Merge branch 'work.openat2' of git://git.kernel.org/pub/scm/linux/kernel/git/viro/vfs

Pull openat2 support from Al Viro:
 "This is the openat2() series from Aleksa Sarai.

  I'm afraid that the rest of namei stuff will have to wait - it got
  zero review the last time I'd posted #work.namei, and there had been a
  leak in the posted series I'd caught only last weekend. I was going to
  repost it on Monday, but the window opened and the odds of getting any
  review during that... Oh, well.

  Anyway, openat2 part should be ready; that _did_ get sane amount of
  review and public testing, so here it comes"

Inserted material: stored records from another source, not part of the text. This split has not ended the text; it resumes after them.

//! Response normalization
//!
//! Upstream workflows answer in several dialects. Detectors run in a fixed
//! order and the first one that matches wins:
//!
//! 1. array: `[{ "output": ... }, ...]`
//! 2. data wrapper: `{ "data": ... }` (n8n style)
//! 3. generic: `{ "status"?, "output" | "message" | "response" }` or a bare JSON string
//!
//! A body that is not JSON at all is used verbatim as the output.
//!
//! A JSON `null` body, or an array whose first element is `null`, is not
//! echoed back as text. It fails the attempt as `MalformedPayload`, so the
//! client retries it like any other bad reply.

use super::{WebhookError, WebhookResponse};
use serde_json::Value;

/// Output used when an array reply carries no `output`
pub const MISSING_OUTPUT_TEXT: &str = "Sem resposta definida";
/// Output used when a reply is accepted but has no recognizable text
pub const RECEIVED_TEXT: &str = "Resposta recebida";

const SUCCESS: &str = "success";

type Detector = fn(&Value) -> Option<Result<WebhookResponse, WebhookError>>;

const DETECTORS: &[(&str, Detector)] = &[
    ("array", detect_array),
    ("data_wrapper", detect_data_wrapper),
    ("generic", detect_generic),
];

/// Normalize a non-blank response body
pub fn normalize_body(body: &str) -> Result<WebhookResponse, WebhookError> {
    match serde_json::from_str::<Value>(body) {
        Ok(value) => normalize_value(&value),
        Err(e) => {
            tracing::debug!(error = %e, "Webhook body is not JSON, using raw text");
            Ok(WebhookResponse::success(body))
        }
    }
}

/// Normalize an already-parsed JSON body
pub fn normalize_value(value: &Value) -> Result<WebhookResponse, WebhookError> {
    if value.is_null() {
        return Err(WebhookError::malformed_payload("Webhook returned JSON null"));
    }

    for (shape, detect) in DETECTORS {
        if let Some(result) = detect(value) {
            tracing::debug!(shape, "Detected webhook response shape");
            return result;
        }
    }

    Err(WebhookError::malformed_payload(format!(
        "Unrecognized webhook response: {value}"
    )))
}

fn detect_array(value: &Value) -> Option<Result<WebhookResponse, WebhookError>> {
    let first = value.as_array()?.first()?;
    if first.is_null() {
        return Some(Err(WebhookError::malformed_payload(
            "First element of webhook array is null",
        )));
    }

    let output =
        truthy_field(first, "output").map_or_else(|| MISSING_OUTPUT_TEXT.to_string(), render);
    Some(Ok(WebhookResponse::success(output)))
}

fn detect_data_wrapper(value: &Value) -> Option<Result<WebhookResponse, WebhookError>> {
    let data = truthy_field(value, "data")?;

    let output = match data {
        Value::String(text) => text.clone(),
        _ => truthy_field(data, "output")
            .or_else(|| truthy_field(data, "message"))
            .map(render)
            .unwrap_or_else(|| match data {
                Value::Object(_) | Value::Array(_) => data.to_string(),
                _ => RECEIVED_TEXT.to_string(),
            }),
    };

    Some(Ok(WebhookResponse {
        status: SUCCESS.to_string(),
        output,
        data: Some(data.clone()),
    }))
}

fn detect_generic(value: &Value) -> Option<Result<WebhookResponse, WebhookError>> {
    let status = truthy_field(value, "status").map_or_else(|| SUCCESS.to_string(), render);

    let output = ["output", "message", "response"]
        .iter()
        .find_map(|key| truthy_field(value, key))
        .map(render)
        .or_else(|| value.as_str().map(str::to_string))
        .unwrap_or_else(|| RECEIVED_TEXT.to_string());

    Some(Ok(WebhookResponse {
        status,
        output,
        data: None,
    }))
}

fn truthy_field<'a>(value: &'a Value, key: &str) -> Option<&'a Value> {
    value.get(key).filter(|v| is_truthy(v))
}

/// Dynamic truthiness: `null`, `false`, `0` and `""` are falsy; every
/// object and array is truthy.
fn is_truthy(value: &Value) -> bool {
    match value {
        Value::Null => false,
        Value::Bool(b) => *b,
        Value::Number(n) => n.as_f64().is_some_and(|f| f != 0.0),
        Value::String(s) => !s.is_empty(),
        Value::Array(_) | Value::Object(_) => true,
    }
}

fn render(value: &Value) -> String {
    match value {
        Value::String(s) => s.clone(),
        other => other.to_string(),
    }
}
//! Retry policy and the delay primitive used between attempts

use async_trait::async_trait;
use std::sync::Arc;
use std::time::Duration;

pub const DEFAULT_MAX_RETRIES: u32 = 3;
pub const DEFAULT_RETRY_DELAY: Duration = Duration::from_millis(1500);

/// Fixed-delay retry budget.
///
/// `max_retries` is the total number of attempts, so a policy of 3 makes at
/// most 3 requests and sleeps twice.
#[derive(Debug, Clone, Copy, PartialEq, Eq)]
pub struct RetryPolicy {
    pub max_retries: u32,
    pub retry_delay: Duration,
}

impl RetryPolicy {
    pub fn new(max_retries: u32, retry_delay: Duration) -> Self {
        Self {
            max_retries,
            retry_delay,
        }
    }

    /// Attempts actually made; at least one request is always sent
    pub fn max_attempts(&self) -> u32 {
        self.max_retries.max(1)
    }
}

impl Default for RetryPolicy {
    fn default() -> Self {
        Self::new(DEFAULT_MAX_RETRIES, DEFAULT_RETRY_DELAY)
    }
}

/// Suspends the current task between attempts
#[async_trait]
pub trait Sleeper: Send + Sync {
    async fn sleep(&self, duration: Duration);
}

/// Cooperative sleep on the tokio timer
#[derive(Debug, Clone, Copy, Default)]
pub struct TokioSleeper;

#[async_trait]
impl Sleeper for TokioSleeper {
    async fn sleep(&self, duration: Duration) {
        tokio::time::sleep(duration).await;
    }
}

#[async_trait]
impl<T: Sleeper + ?Sized> Sleeper for Arc<T> {
    async fn sleep(&self, duration: Duration) {
        (**self).sleep(duration).await;
    }
}

/// Records requested delays and returns immediately
#[cfg(test)]
#[derive(Debug, Default)]
pub struct RecordingSleeper {
    pub delays: std::sync::Mutex<Vec<Duration>>,
}

#[cfg(test)]
impl RecordingSleeper {
    pub fn recorded(&self) -> Vec<Duration> {
        self.delays.lock().unwrap().clone()
    }
}

#[cfg(test)]
#[async_trait]
impl Sleeper for RecordingSleeper {
    async fn sleep(&self, duration: Duration) {
        self.delays.lock().unwrap().push(duration);
    }
}
//! Trail segments: the unit of work between splitting and topology building.

use crate::model::{Trail, TrailGeometry};
use crate::{SegmentId, TrailId};

/// A piece of a trail after zero or more splits.
///
/// Derived length and elevation fields are recomputed whenever the geometry
/// changes, so sums over a segment set stay conserved through splitting.
#[derive(Debug, Clone)]
pub struct TrailSegment {
    pub id: SegmentId,
    pub trail_id: TrailId,
    pub trail_name: String,
    pub geometry: TrailGeometry,
    pub length: f64,
    pub elevation_gain: f64,
    pub elevation_loss: f64,
    pub is_split: bool,
}

impl TrailSegment {
    pub fn new(
        id: SegmentId,
        trail_id: TrailId,
        trail_name: impl Into<String>,
        geometry: TrailGeometry,
        is_split: bool,
    ) -> Self {
        let length = geometry.length_m();
        let elevation_gain = geometry.elevation_gain();
        let elevation_loss = geometry.elevation_loss();
        Self {
            id,
            trail_id,
            trail_name: trail_name.into(),
            geometry,
            length,
            elevation_gain,
            elevation_loss,
            is_split,
        }
    }

    /// The initial 1:1 segment covering a whole trail.
    pub fn from_trail(id: SegmentId, trail: &Trail) -> Self {
        Self::new(id, trail.id, trail.name.clone(), trail.geometry.clone(), false)
    }

    /// Recomputes derived fields after a geometry change (endpoint snap).
    pub fn refresh_derived(&mut self) {
        self.length = self.geometry.length_m();
        self.elevation_gain = self.geometry.elevation_gain();
        self.elevation_loss = self.geometry.elevation_loss();
    }
}
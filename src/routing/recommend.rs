//! Pattern matching, scoring, and ranking of candidate routes.

use hashbrown::HashSet;
use itertools::Itertools;
use log::{debug, info, warn};
use petgraph::stable_graph::{EdgeIndex, NodeIndex};
use serde::{Deserialize, Serialize};

use super::circuits::circuits_through;
use super::ksp::k_shortest_paths;
use crate::config::RouteSearchConfig;
use crate::model::TrailGraph;
use crate::pipeline::TrailNetwork;
use crate::{EdgeId, Error};

/// Elevation-gain-rate floor (meters of gain per meter of distance) used to
/// keep the rate error finite for flat targets.
const MIN_GAIN_RATE: f64 = 0.01;

/// The overall shape a recommended route must have.
#[derive(Debug, Clone, Copy, PartialEq, Eq, Serialize, Deserialize)]
pub enum RouteShape {
    /// Starts and ends at the same vertex without repeating an edge.
    Loop,
    /// Follows a path outward and retraces it back.
    OutAndBack,
    /// Starts and ends at different vertices.
    PointToPoint,
}

/// What the caller is asking for.
#[derive(Debug, Clone, Serialize, Deserialize)]
pub struct RoutePattern {
    pub target_distance_m: f64,
    pub target_elevation_gain_m: f64,
    pub shape: RouteShape,
    /// Accepted relative deviation from the target distance, in (0, 1).
    pub tolerance: f64,
}

impl RoutePattern {
    /// # Errors
    ///
    /// Returns [`Error::InvalidPattern`] for a non-positive target distance,
    /// a negative elevation target, or a tolerance outside (0, 1).
    pub fn validate(&self) -> Result<(), Error> {
        if !(self.target_distance_m > 0.0) {
            return Err(Error::InvalidPattern(format!(
                "target_distance_m must be positive, got {}",
                self.target_distance_m
            )));
        }
        if self.target_elevation_gain_m < 0.0 {
            return Err(Error::InvalidPattern(format!(
                "target_elevation_gain_m must not be negative, got {}",
                self.target_elevation_gain_m
            )));
        }
        if !(self.tolerance > 0.0 && self.tolerance < 1.0) {
            return Err(Error::InvalidPattern(format!(
                "tolerance must be in (0, 1), got {}",
                self.tolerance
            )));
        }
        Ok(())
    }

    fn distance_window(&self) -> (f64, f64) {
        (
            self.target_distance_m * (1.0 - self.tolerance),
            self.target_distance_m * (1.0 + self.tolerance),
        )
    }
}

/// One ranked route. Edges are listed in traversal order; an out-and-back
/// lists the outbound edges followed by the same edges reversed.
#[derive(Debug, Clone, Serialize)]
pub struct RouteRecommendation {
    pub edges: Vec<EdgeId>,
    pub total_distance_m: f64,
    pub total_elevation_gain_m: f64,
    pub total_elevation_loss_m: f64,
    pub shape: RouteShape,
    /// Match quality in [0, 1], higher is better.
    pub score: f64,
    pub trail_names: Vec<String>,
}

struct Candidate {
    edge_ids: Vec<EdgeId>,
    unique_edges: HashSet<EdgeIndex>,
    unique_length: f64,
    distance: f64,
    gain: f64,
    loss: f64,
    score: f64,
}

/// Recommends routes for each pattern, in the pattern order given. A pattern
/// no route can satisfy yields an empty list, never an error.
///
/// # Errors
///
/// Returns [`Error::InvalidConfig`] or [`Error::InvalidPattern`] when the
/// inputs themselves are malformed.
pub fn recommend_routes(
    network: &TrailNetwork,
    patterns: &[RoutePattern],
    config: &RouteSearchConfig,
) -> Result<Vec<Vec<RouteRecommendation>>, Error> {
    config.validate()?;
    for pattern in patterns {
        pattern.validate()?;
    }

    let graph = &network.graph;
    let endpoints = candidate_endpoints(graph, config.max_candidate_endpoints);
    info!(
        "Recommending routes for {} patterns over {} candidate endpoints",
        patterns.len(),
        endpoints.len()
    );

    let mut results = Vec::with_capacity(patterns.len());
    for pattern in patterns {
        let candidates = match pattern.shape {
            RouteShape::Loop => loop_candidates(graph, &endpoints, pattern, config),
            RouteShape::OutAndBack => out_and_back_candidates(graph, &endpoints, pattern, config),
            RouteShape::PointToPoint => {
                point_to_point_candidates(graph, &endpoints, pattern, config)
            }
        };
        let ranked = rank(candidates, graph, pattern, config);
        if ranked.is_empty() {
            warn!(
                "No {:?} route within {:.0}% of {:.0} m exists in this network",
                pattern.shape,
                pattern.tolerance * 100.0,
                pattern.target_distance_m
            );
        }
        results.push(ranked);
    }
    Ok(results)
}

/// Highest-degree vertices first; ties break toward the lower index so the
/// selection is stable run to run.
fn candidate_endpoints(graph: &TrailGraph, limit: usize) -> Vec<NodeIndex> {
    graph
        .graph
        .node_indices()
        .sorted_by_key(|&n| (std::cmp::Reverse(graph.degree(n)), n))
        .take(limit)
        .collect()
}

fn loop_candidates(
    graph: &TrailGraph,
    endpoints: &[NodeIndex],
    pattern: &RoutePattern,
    config: &RouteSearchConfig,
) -> Vec<Candidate> {
    let (lower, upper) = pattern.distance_window();
    let mut budget = config.circuit_row_budget;
    let mut seen: HashSet<Vec<EdgeIndex>> = HashSet::new();
    let mut candidates = Vec::new();

    for &root in endpoints {
        for circuit in circuits_through(graph, root, upper, &mut budget) {
            if circuit.cost < lower {
                continue;
            }
            // The same circuit is reachable from every candidate root on it.
            let signature: Vec<_> = circuit.edges.iter().copied().sorted().collect();
            if !seen.insert(signature) {
                continue;
            }
            candidates.push(make_candidate(
                graph,
                &circuit.nodes,
                &circuit.edges,
                false,
                pattern,
                config,
            ));
        }
        if budget == 0 {
            debug!("Circuit budget exhausted after root {root:?}");
            break;
        }
    }
    candidates
}

fn out_and_back_candidates(
    graph: &TrailGraph,
    endpoints: &[NodeIndex],
    pattern: &RoutePattern,
    config: &RouteSearchConfig,
) -> Vec<Candidate> {
    let (lower, upper) = pattern.distance_window();
    let mut candidates = Vec::new();

    for (i, &a) in endpoints.iter().enumerate() {
        for &b in &endpoints[i + 1..] {
            for path in
                k_shortest_paths(graph, a, b, config.k_shortest_paths, Some(upper / 2.0))
            {
                if path.cost * 2.0 < lower {
                    continue;
                }
                candidates.push(make_candidate(
                    graph,
                    &path.nodes,
                    &path.edges,
                    true,
                    pattern,
                    config,
                ));
            }
        }
    }
    candidates
}

fn point_to_point_candidates(
    graph: &TrailGraph,
    endpoints: &[NodeIndex],
    pattern: &RoutePattern,
    config: &RouteSearchConfig,
) -> Vec<Candidate> {
    let (lower, upper) = pattern.distance_window();
    let mut candidates = Vec::new();

    // Ordered pairs: a reversed path trades gain for loss, which can match
    // the elevation target differently.
    for &a in endpoints {
        for &b in endpoints {
            if a == b {
                continue;
            }
            for path in k_shortest_paths(graph, a, b, config.k_shortest_paths, Some(upper)) {
                if path.cost < lower {
                    continue;
                }
                candidates.push(make_candidate(
                    graph,
                    &path.nodes,
                    &path.edges,
                    false,
                    pattern,
                    config,
                ));
            }
        }
    }
    candidates
}

fn make_candidate(
    graph: &TrailGraph,
    nodes: &[NodeIndex],
    edges: &[EdgeIndex],
    doubled: bool,
    pattern: &RoutePattern,
    config: &RouteSearchConfig,
) -> Candidate {
    let (mut gain, mut loss) = directed_gain_loss(graph, nodes, edges);
    let one_way: f64 = edges.iter().map(|&e| graph.graph[e].length).sum();
    let mut distance = one_way;
    let mut edge_ids: Vec<EdgeId> = edges.iter().map(|&e| graph.graph[e].id).collect();
    if doubled {
        distance *= 2.0;
        // Coming back climbs what was descended on the way out.
        let total = gain + loss;
        gain = total;
        loss = total;
        edge_ids.extend(edges.iter().rev().map(|&e| graph.graph[e].id));
    }

    let unique_edges: HashSet<EdgeIndex> = edges.iter().copied().collect();
    let unique_length: f64 = unique_edges.iter().map(|&e| graph.graph[e].length).sum();
    let score = score(pattern, distance, gain, config);
    Candidate {
        edge_ids,
        unique_edges,
        unique_length,
        distance,
        gain,
        loss,
        score,
    }
}

/// Gain and loss along the traversal direction given by `nodes`.
fn directed_gain_loss(graph: &TrailGraph, nodes: &[NodeIndex], edges: &[EdgeIndex]) -> (f64, f64) {
    let mut gain = 0.0;
    let mut loss = 0.0;
    for (i, &edge) in edges.iter().enumerate() {
        let weight = &graph.graph[edge];
        let (source, target) = graph
            .graph
            .edge_endpoints(edge)
            .expect("edge in graph");
        let forward = source == target || source == nodes[i];
        if forward {
            gain += weight.elevation_gain;
            loss += weight.elevation_loss;
        } else {
            gain += weight.elevation_loss;
            loss += weight.elevation_gain;
        }
    }
    (gain, loss)
}

/// Weighted match quality: distance error relative to the target, elevation
/// error on gain rate so short and long routes compare fairly.
fn score(pattern: &RoutePattern, distance: f64, gain: f64, config: &RouteSearchConfig) -> f64 {
    let distance_error =
        ((distance - pattern.target_distance_m).abs() / pattern.target_distance_m).min(1.0);
    let target_rate = pattern.target_elevation_gain_m / pattern.target_distance_m;
    let rate = gain / distance;
    let elevation_error = ((rate - target_rate).abs() / target_rate.max(MIN_GAIN_RATE)).min(1.0);
    config.distance_weight * (1.0 - distance_error)
        + config.elevation_weight * (1.0 - elevation_error)
}

fn rank(
    mut candidates: Vec<Candidate>,
    graph: &TrailGraph,
    pattern: &RoutePattern,
    config: &RouteSearchConfig,
) -> Vec<RouteRecommendation> {
    candidates.sort_by(|a, b| {
        b.score
            .total_cmp(&a.score)
            .then_with(|| a.edge_ids.cmp(&b.edge_ids))
    });

    let mut kept: Vec<Candidate> = Vec::new();
    for candidate in candidates {
        let redundant = kept
            .iter()
            .any(|k| shared_ratio(graph, &candidate, k) > config.dedup_overlap_threshold);
        if !redundant {
            kept.push(candidate);
        }
        if kept.len() == config.max_routes_per_pattern {
            break;
        }
    }

    kept.into_iter()
        .map(|c| RouteRecommendation {
            trail_names: trail_names(graph, &c.unique_edges),
            edges: c.edge_ids,
            total_distance_m: c.distance,
            total_elevation_gain_m: c.gain,
            total_elevation_loss_m: c.loss,
            shape: pattern.shape,
            score: c.score,
        })
        .collect()
}

/// Length shared between two candidates, relative to the shorter one.
fn shared_ratio(graph: &TrailGraph, a: &Candidate, b: &Candidate) -> f64 {
    let shorter = a.unique_length.min(b.unique_length);
    if shorter <= 0.0 {
        return 1.0;
    }
    let shared: f64 = a
        .unique_edges
        .intersection(&b.unique_edges)
        .map(|&e| graph.graph[e].length)
        .sum();
    shared / shorter
}

fn trail_names(graph: &TrailGraph, edges: &HashSet<EdgeIndex>) -> Vec<String> {
    edges
        .iter()
        .flat_map(|&e| graph.graph[e].trail_names.iter().cloned())
        .sorted()
        .dedup()
        .collect()
}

From Aleksa's description of the series:
 "For a very long time, extending openat(2) with new features has been
  incredibly frustrating. This stems from the fact that openat(2) is
  possibly the most famous counter-example to the mantra "don't silently
  accept garbage from userspace" -- it doesn't check whether unknown
  flags are present[1].

  This means that (generally) the addition of new flags to openat(2) has
  been fraught with backwards-compatibility issues (O_TMPFILE has to be
  defined as __O_TMPFILE|O_DIRECTORY|[O_RDWR or O_WRONLY] to ensure old
  kernels gave errors, since it's insecure to silently ignore the
  flag[2]). All new security-related flags therefore have a tough road
  to being added to openat(2).

  Furthermore, the need for some sort of control over VFS's path
  resolution (to avoid malicious paths resulting in inadvertent
  breakouts) has been a very long-standing desire of many userspace
  applications.

  This patchset is a revival of Al Viro's old AT_NO_JUMPS[3] patchset
  (which was a variant of David Drysdale's O_BENEATH patchset[4] which
  was a spin-off of the Capsicum project[5]) with a few additions and
  changes made based on the previous discussion within [6] as well as
  others I felt were useful.

  In line with the conclusions of the original discussion of
  AT_NO_JUMPS, the flag has been split up into separate flags. However,
  instead of being an openat(2) flag it is provided through a new
  syscall openat2(2) which provides several other improvements to the
  openat(2) interface (see the patch description for more details). The
  following new LOOKUP_* flags are added:

  LOOKUP_NO_XDEV:

     Blocks all mountpoint crossings (upwards, downwards, or through
     absolute links). Absolute pathnames alone in openat(2) do not
     trigger this. Magic-link traversal which implies a vfsmount jump is
     also blocked (though magic-link jumps on the same vfsmount are
     permitted).

  LOOKUP_NO_MAGICLINKS:

     Blocks resolution through /proc/$pid/fd-style links. This is done
     by blocking the usage of nd_jump_link() during resolution in a
     filesystem. The term "magic-links" is used to match with the only
     reference to these links in Documentation/, but I'm happy to change
     the name.

     It should be noted that this is different to the scope of
     ~LOOKUP_FOLLOW in that it applies to all path components. However,
     you can do openat2(NO_FOLLOW|NO_MAGICLINKS) on a magic-link and it
     will *not* fail (assuming that no parent component was a
     magic-link), and you will have an fd for the magic-link.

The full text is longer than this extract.